In September, WPI Inflation rose to 6.5 per cent from 6.1 per cent in August. WPI inflation has surged in the last four months from 4.6 per cent in May, due to rising inflation in primary articles and fuels. Core inflation - measured by both non-food manufacturing inflation and CRISIL Core Inflation Indicator (CCII) - continued to remain weak at 2.1 per cent and 2.7 per cent, respectively in September.

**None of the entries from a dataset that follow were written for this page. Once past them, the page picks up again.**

/// Split "A(front)" into species name and state; a bare name is `default`.
fn parse_species_state(s: &str, default: MolecState) -> SimResult<(&str, MolecState)> {
    let s = s.trim();
    match s.split_once('(') {
        Some((name, rest)) => {
            let state = rest
                .strip_suffix(')')
                .ok_or_else(|| SimError::config(format!("unbalanced parenthesis in '{s}'")))?;
            Ok((name.trim(), MolecState::parse(state)?))
        }
        None => Ok((s, default)),
    }
}

fn single_face(s: &str) -> SimResult<Face> {
    match Face::parse_many(s)? {
        [face] => Ok(*face),
        _ => Err(SimError::config(format!("expected a single face, got '{s}'"))),
    }
}

fn wall_pair(s: &str) -> SimResult<[WallType; 2]> {
    match s.split_once('/') {
        Some((lo, hi)) => Ok([WallType::parse(lo)?, WallType::parse(hi)?]),
        None => {
            let w = WallType::parse(s)?;
            Ok([w, w])
        }
    }
}

impl ModelConfig {
    pub fn load_from_file<P: AsRef<Path>>(path: P) -> SimResult<Self> {
        let content = fs::read_to_string(path)?;
        Self::from_toml_str(&content)
    }

    pub fn from_toml_str(content: &str) -> SimResult<Self> {
        Ok(toml::from_str(content)?)
    }

    /// Translate the model into builder calls, leaving the builder at `Uninit`.
    pub fn builder(&self) -> SimResult<SimBuilder> {
        let mut b = SimBuilder::new(self.sim.clone())?;
        self.add_boundaries(&mut b)?;
        for sp in &self.species {
            b.add_species(&sp.name)?;
        }
        for s in &self.surfaces {
            self.add_surface(&mut b, s)?;
        }
        for sp in &self.species {
            self.configure_species(&mut b, sp)?;
        }
        for p in &self.ports {
            let s = b.surface_index(&p.surface)?;
            b.add_port(&p.name, s, single_face(&p.face)?)?;
        }
        for c in &self.compartments {
            let cmpt = self.compartment(&b, c)?;
            b.add_compartment(cmpt)?;
        }
        for r in &self.reactions {
            let rxn = self.reaction(&b, r)?;
            b.add_reaction(rxn)?;
        }
        for l in &self.lists {
            let kind = match l.kind.to_ascii_lowercase().as_str() {
                "system" => MolListType::System,
                "port" => MolListType::Port,
                other => return Err(SimError::unknown("list kind", other)),
            };
            b.add_list(&l.name, kind)?;
            for m in &l.members {
                let (name, state) = parse_species_state(m, MolecState::All)?;
                let ident = b.species().index(name)?;
                b.assign_list(ident, state, &l.name)?;
            }
        }
        for m in &self.molecules {
            let (ident, state, placement) = self.molecules(&b, m)?;
            b.add_molecules(ident, state, m.count, placement)?;
        }
        Ok(b)
    }

    pub fn build(&self) -> SimResult<Simulation> {
        self.builder()?.build()
    }

    fn add_boundaries(&self, b: &mut SimBuilder) -> SimResult<()> {
        let bc = &self.boundaries;
        let mut kind = [[WallType::Reflect; 2]; 3];
        match bc.walls.len() {
            1 => kind = [wall_pair(&bc.walls[0])?; 3],
            n if n == self.sim.dim => {
                for (k, w) in kind.iter_mut().zip(&bc.walls) {
                    *k = wall_pair(w)?;
                }
            }
            n => {
                return Err(SimError::config(format!(
                    "expected 1 or {} wall entries, got {n}",
                    self.sim.dim
                )))
            }
        }
        b.set_boundaries(from_array(bc.low), from_array(bc.high), kind)
    }

    fn configure_species(&self, b: &mut SimBuilder, sp: &SpeciesConfig) -> SimResult<()> {
        let surfaces: Vec<usize> = sp
            .surface_drift
            .iter()
            .map(|(s, _, _)| b.surface_index(s))
            .collect::<SimResult<_>>()?;
        let table = b.species_mut()?;
        let ident = table.index(&sp.name)?;
        table.set_difc(ident, MolecState::All, sp.difc)?;
        for (state, difc) in &sp.difc_states {
            table.set_difc(ident, MolecState::parse(state)?, *difc)?;
        }
        if let Some(m) = sp.difm {
            table.set_difm(ident, MolecState::All, m)?;
        }
        if let Some(d) = sp.drift {
            table.set_drift(ident, MolecState::All, from_array(d))?;
        }
        for (&surface, (_, state, d)) in surfaces.iter().zip(&sp.surface_drift) {
            table.set_surface_drift(ident, MolecState::parse(state)?, surface, from_array(*d))?;
        }
        if let Some(c) = &sp.color {
            table.set_color(ident, MolecState::All, parse_color(c)?)?;
        }
        if let Some(size) = sp.display_size {
            table.set_display_size(ident, MolecState::All, size)?;
        }
        Ok(())
    }

    fn species_list(&self, b: &SimBuilder, name: &str) -> SimResult<Vec<usize>> {
        if name == "all" {
            Ok((1..b.species().len()).collect())
        } else {
            Ok(vec![b.species().index(name)?])
        }
    }

    fn add_surface(&self, b: &mut SimBuilder, sc: &SurfaceConfig) -> SimResult<()> {
        let s = b.add_surface(&sc.name)?;
        for p in &sc.panels {
            b.add_panel(s, &p.name, p.geometry.to_geometry())?;
        }
        for j in &sc.jumps {
            let (from, to) = {
                let surface = b.surface_mut(s)?;
                (surface.panel_index(&j.panel)?, surface.panel_index(&j.to)?)
            };
            b.set_jump(s, from, single_face(&j.face)?, to, single_face(&j.to_face)?)?;
        }
        for names in &sc.neighbors {
            let Some((panel, rest)) = names.split_first() else { continue };
            let (panel, rest) = {
                let surface = b.surface_mut(s)?;
                let rest = rest.iter().map(|n| surface.panel_index(n)).collect::<SimResult<Vec<_>>>()?;
                (surface.panel_index(panel)?, rest)
            };
            b.set_neighbors(s, panel, &rest)?;
        }

        for a in &sc.actions {
            let idents = self.species_list(b, &a.species)?;
            let state = MolecState::parse(&a.state)?;
            let faces = Face::parse_many(&a.faces)?;
            let action = SurfaceAction::parse(&a.action)?;
            let surface = b.surface_mut(s)?;
            for ident in idents {
                for &ms in state.expand() {
                    surface.set_action(ident, ms, faces, action)?;
                }
            }
        }
        for r in &sc.rates {
            let idents = self.species_list(b, &r.species)?;
            let to = MolecState::parse(&r.to)?;
            let new_species = r.new_species.as_deref().map(|n| b.species().index(n)).transpose()?;
            let sources: Vec<RateSource> = match r.from.strip_prefix("soln:") {
                Some(faces) => Face::parse_many(faces)?.iter().map(|&f| RateSource::Solution(f)).collect(),
                None => vec![RateSource::Bound(MolecState::parse(&r.from)?)],
            };
            let surface = b.surface_mut(s)?;
            for ident in idents {
                for &source in &sources {
                    surface.set_rate(ident, source, to, r.rate, new_species)?;
                }
            }
        }
        let emitters = sc
            .emitters
            .iter()
            .map(|e| {
                Ok(Emitter {
                    species: b.species().index(&e.species)?,
                    state: MolecState::parse(&e.state)?,
                    face: single_face(&e.face)?,
                    count: e.count,
                })
            })
            .collect::<SimResult<Vec<_>>>()?;
        let surface = b.surface_mut(s)?;
        surface.emitters.extend(emitters);
        surface.neighbor_hop = sc.neighbor_hop;
        surface.log_absorb = sc.log_absorb;
        Ok(())
    }

    fn compartment(&self, b: &SimBuilder, c: &CompartmentConfig) -> SimResult<Compartment> {
        let mut cmpt = Compartment::new(&c.name);
        for s in &c.surfaces {
            cmpt.surfaces.push(b.surface_index(s)?);
        }
        cmpt.points.extend(c.points.iter().map(|&p| from_array(p)));
        for (logic, other) in &c.logic {
            cmpt.logic.push((CmptLogic::parse(logic)?, b.compartment_index(other)?));
        }
        Ok(cmpt)
    }

    fn reaction(&self, b: &SimBuilder, r: &ReactionConfig) -> SimResult<Reaction> {
        let rct = r
            .reactants
            .iter()
            .map(|s| {
                let (name, state) = parse_species_state(s, MolecState::Soln)?;
                Ok(Reactant { ident: b.species().index(name)?, state })
            })
            .collect::<SimResult<Vec<_>>>()?;
        let mut prd = r
            .products
            .iter()
            .map(|s| {
                let (name, state) = parse_species_state(s, MolecState::Soln)?;
                Ok(Product::new(b.species().index(name)?, state))
            })
            .collect::<SimResult<Vec<_>>>()?;
        if !r.product_positions.is_empty() && r.product_positions.len() != prd.len() {
            return Err(SimError::config(format!("reaction '{}': one position per product", r.name)));
        }
        for (p, &pos) in prd.iter_mut().zip(&r.product_positions) {
            p.position = Some(from_array(pos));
        }
        for (p, rule) in prd.iter_mut().zip(&r.product_serno) {
            p.serno = match rule.as_str() {
                "new" => SernoRule::New,
                "r1" => SernoRule::Reactant(0),
                "r2" => SernoRule::Reactant(1),
                other => return Err(SimError::unknown("serial number rule", other)),
            };
        }

        let mut rxn = Reaction::new(&r.name, &rct, &prd)?;
        rxn.rate = r.rate;
        rxn.multiplicity = r.multiplicity.unwrap_or(1);
        rxn.bindrad_fixed = r.bindrad;
        rxn.prob_fixed = r.prob;
        rxn.rparamt = r.placement.as_deref().map(RevParam::parse).transpose()?.unwrap_or_default();
        rxn.rparam = r.rparam;
        rxn.cmpt = r.compartment.as_deref().map(|c| b.compartment_index(c)).transpose()?;
        rxn.srf = r.surface.as_deref().map(|s| b.surface_index(s)).transpose()?;
        rxn.disable = r.disabled;
        Ok(rxn)
    }

    fn molecules(&self, b: &SimBuilder, m: &MoleculesConfig) -> SimResult<(usize, MolecState, Placement)> {
        let ident = b.species().index(&m.species)?;
        let state = MolecState::parse(&m.state)?;
        let given = [
            m.point.is_some(),
            m.low.is_some() || m.high.is_some(),
            m.compartment.is_some(),
            m.surface.is_some(),
        ];
        if given.iter().filter(|&&g| g).count() > 1 {
            return Err(SimError::config(format!("molecules of '{}' name more than one placement", m.species)));
        }
        let placement = if let Some(p) = m.point {
            Placement::Point(from_array(p))
        } else if m.low.is_some() || m.high.is_some() {
            let (Some(low), Some(high)) = (m.low, m.high) else {
                return Err(SimError::config("region placement needs both low and high"));
            };
            Placement::Region { low: from_array(low), high: from_array(high) }
        } else if let Some(c) = &m.compartment {
            Placement::Compartment(b.compartment_index(c)?)
        } else if let Some(s) = &m.surface {
            let face = m.face.as_deref().map(single_face).transpose()?.unwrap_or(Face::Front);
            Placement::Surface { surface: b.surface_index(s)?, face }
        } else {
            Placement::Uniform
        };
        Ok((ident, state, placement))
    }
}
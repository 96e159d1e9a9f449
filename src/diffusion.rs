// diffusion.rs
// Gaussian random-walk stepping for free and surface-bound molecules

use crate::molecule::{MolecState, Molecule};
use crate::species::SpeciesTable;
use crate::surface::Surface;
use crate::utils::{component_mut, Vec3};
use rand::Rng;
use rand_distr::StandardNormal;

/// Precomputed standard normal deviates with exact zero mean and unit variance.
pub struct GaussTable {
    values: Vec<f64>,
}

impl GaussTable {
    pub fn new<R: Rng + ?Sized>(size: usize, rng: &mut R) -> Self {
        let mut t = Self { values: vec![0.0; size.max(2)] };
        t.refresh(rng);
        t
    }

    pub fn refresh<R: Rng + ?Sized>(&mut self, rng: &mut R) {
        for v in self.values.iter_mut() {
            *v = rng.sample(StandardNormal);
        }
        let n = self.values.len() as f64;
        let mean = self.values.iter().sum::<f64>() / n;
        let var = self.values.iter().map(|v| (v - mean) * (v - mean)).sum::<f64>() / n;
        let scale = if var > 0.0 { 1.0 / var.sqrt() } else { 1.0 };
        for v in self.values.iter_mut() {
            *v = (*v - mean) * scale;
        }
    }

    pub fn draw<R: Rng + ?Sized>(&self, rng: &mut R) -> f64 {
        self.values[rng.random_range(0..self.values.len())]
    }

    pub fn len(&self) -> usize {
        self.values.len()
    }

    pub fn is_empty(&self) -> bool {
        self.values.is_empty()
    }
}

/// Displacement rule for one (species, state), resolved when parameters are computed.
#[derive(Clone, Debug, PartialEq)]
pub enum Diffuser {
    Still,
    Isotropic { step: f64 },
    /// `matrix * g * scale` with `scale = sqrt(2 dt)`.
    Anisotropic { matrix: [[f64; 3]; 3], scale: f64 },
}

#[derive(Clone, Debug)]
pub struct MotionRule {
    pub diffuser: Diffuser,
    /// Drift already multiplied by dt.
    pub drift: Option<Vec3>,
    pub surfdrift: Vec<(usize, Vec3)>,
}

impl MotionRule {
    pub fn still() -> Self {
        Self { diffuser: Diffuser::Still, drift: None, surfdrift: Vec::new() }
    }

    pub fn is_still(&self) -> bool {
        self.diffuser == Diffuser::Still && self.drift.is_none() && self.surfdrift.is_empty()
    }

    fn displacement<R: Rng + ?Sized>(&self, dim: usize, table: &GaussTable, rng: &mut R) -> Vec3 {
        let mut v = Vec3::zero();
        match &self.diffuser {
            Diffuser::Still => {}
            Diffuser::Isotropic { step } => {
                for d in 0..dim {
                    *component_mut(&mut v, d) = step * table.draw(rng);
                }
            }
            Diffuser::Anisotropic { matrix, scale } => {
                let mut g = [0.0; 3];
                for gd in g.iter_mut().take(dim) {
                    *gd = table.draw(rng);
                }
                for d in 0..dim {
                    let row = &matrix[d];
                    *component_mut(&mut v, d) = scale * (0..dim).map(|k| row[k] * g[k]).sum::<f64>();
                }
            }
        }
        if let Some(drift) = self.drift {
            v += crate::utils::truncate(drift, dim);
        }
        v
    }
}

pub struct DiffusionStepper {
    table: GaussTable,
    rules: Vec<[MotionRule; MolecState::COUNT]>,
    dim: usize,
    refresh_interval: u64,
    steps_since_refresh: u64,
}

impl DiffusionStepper {
    pub fn new<R: Rng + ?Sized>(
        species: &SpeciesTable,
        dt: f64,
        dim: usize,
        table_size: usize,
        refresh_interval: u64,
        rng: &mut R,
    ) -> Self {
        let rules = (0..species.len())
            .map(|ident| {
                std::array::from_fn(|si| {
                    if ident == 0 {
                        return MotionRule::still();
                    }
                    let p = species.props(ident, MolecState::REAL[si]);
                    let diffuser = match p.difm {
                        Some(matrix) => Diffuser::Anisotropic { matrix, scale: (2.0 * dt).sqrt() },
                        None if p.difc > 0.0 => Diffuser::Isotropic { step: (2.0 * p.difc * dt).sqrt() },
                        None => Diffuser::Still,
                    };
                    MotionRule {
                        diffuser,
                        drift: p.drift.map(|v| v * dt),
                        surfdrift: p.surfdrift.iter().map(|&(s, v)| (s, v * dt)).collect(),
                    }
                })
            })
            .collect();
        Self {
            table: GaussTable::new(table_size, rng),
            rules,
            dim,
            refresh_interval,
            steps_since_refresh: 0,
        }
    }

    pub fn rule(&self, ident: usize, state: MolecState) -> &MotionRule {
        &self.rules[ident][state.index()]
    }

    /// Called once per timestep; regenerates the Gaussian table periodically.
    pub fn tick<R: Rng + ?Sized>(&mut self, rng: &mut R) {
        self.steps_since_refresh += 1;
        if self.refresh_interval > 0 && self.steps_since_refresh >= self.refresh_interval {
            self.table.refresh(rng);
            self.steps_since_refresh = 0;
        }
    }

    /// Move a free molecule; `posx` keeps the starting point.
    pub fn step<R: Rng + ?Sized>(&self, m: &mut Molecule, rng: &mut R) {
        m.posx = m.pos;
        let rule = &self.rules[m.ident][m.mstate.index()];
        if matches!(rule.diffuser, Diffuser::Still) && rule.drift.is_none() {
            return;
        }
        m.pos += rule.displacement(self.dim, &self.table, rng);
    }

    /// Move a bound molecule along its panel. Returns true if it moved.
    pub fn step_bound<R: Rng + ?Sized>(&self, m: &mut Molecule, surfaces: &[Surface], rng: &mut R) -> bool {
        m.posx = m.pos;
        let Some(pref) = m.pnl else {
            return false;
        };
        let rule = &self.rules[m.ident][m.mstate.index()];
        if rule.is_still() {
            return false;
        }
        let surface = &surfaces[pref.surface];
        let panel = &surface.panels[pref.panel];
        let n = panel.normal_at(m.pos);
        let mut d = rule.displacement(3, &self.table, rng);
        if let Some(&(_, sd)) = rule.surfdrift.iter().find(|(s, _)| *s == pref.surface) {
            d += sd;
        }
        d -= n * d.dot(n);
        let target = m.pos + d;

        let projected = panel.project(target);
        if panel.contains_projected(projected) {
            m.pos = projected;
            return true;
        }
        if surface.neighbor_hop {
            let hop = panel
                .neighbors
                .iter()
                .map(|&nb| (nb, surface.panels[nb].project(target)))
                .filter(|(nb, p)| surface.panels[*nb].contains_projected(*p))
                .min_by(|a, b| {
                    let da = (a.1 - target).mag_sq();
                    let db = (b.1 - target).mag_sq();
                    da.total_cmp(&db)
                });
            if let Some((nb, p)) = hop {
                m.pos = p;
                m.pnl = Some(crate::molecule::PanelRef { surface: pref.surface, panel: nb });
                return true;
            }
        }
        // stays at the edge: keep the old position
        false
    }
}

Primary articles and fuels have a nearly one-third weightage in the WPI. While good monsoons this year, both spatially and temporally, will result in an above average growth in agriculture GDP of around 4.5 per cent, high agricultural growth is unlikely to help tame food inflation. Foodgrains only have a 4.1 per cent weightage in the WPI. In August and September food inflation was driven largely by around 80 to 90 per cent rise in prices of vegetables (year-onyear). Inflation in primary non-food articles also rose sharply to above 5 per cent in September from 1.1 per cent in the previous month.
Another driver of WPI inflation is high inflation in administered fuels. For example, diesel prices have risen over 20 per cent compared to the last year as weak rupee has made subsidy burden unsustainable. Although the rupee has recovered to nearly 61-62 per US$ from lows of over 68 per US$ in August, it had averaged mere 54.6 per US$ last September. Political uncertainty in the Middle East has also kept oil prices higher than what we anticipated earlier. If political tensions in the Middle East worsen further, global crude oil prices can touch last year's highs, driving up fuel inflation including prices of market-linked fuels further.
In his maiden policy review, the Reserve Bank of India's governor Dr Raghuram Rajan stressed on inflation control as his priority. With inflation now out of RBI's comfort zone for four months in a row, we expect a 25 bps repo rate hike on October 29, 2013.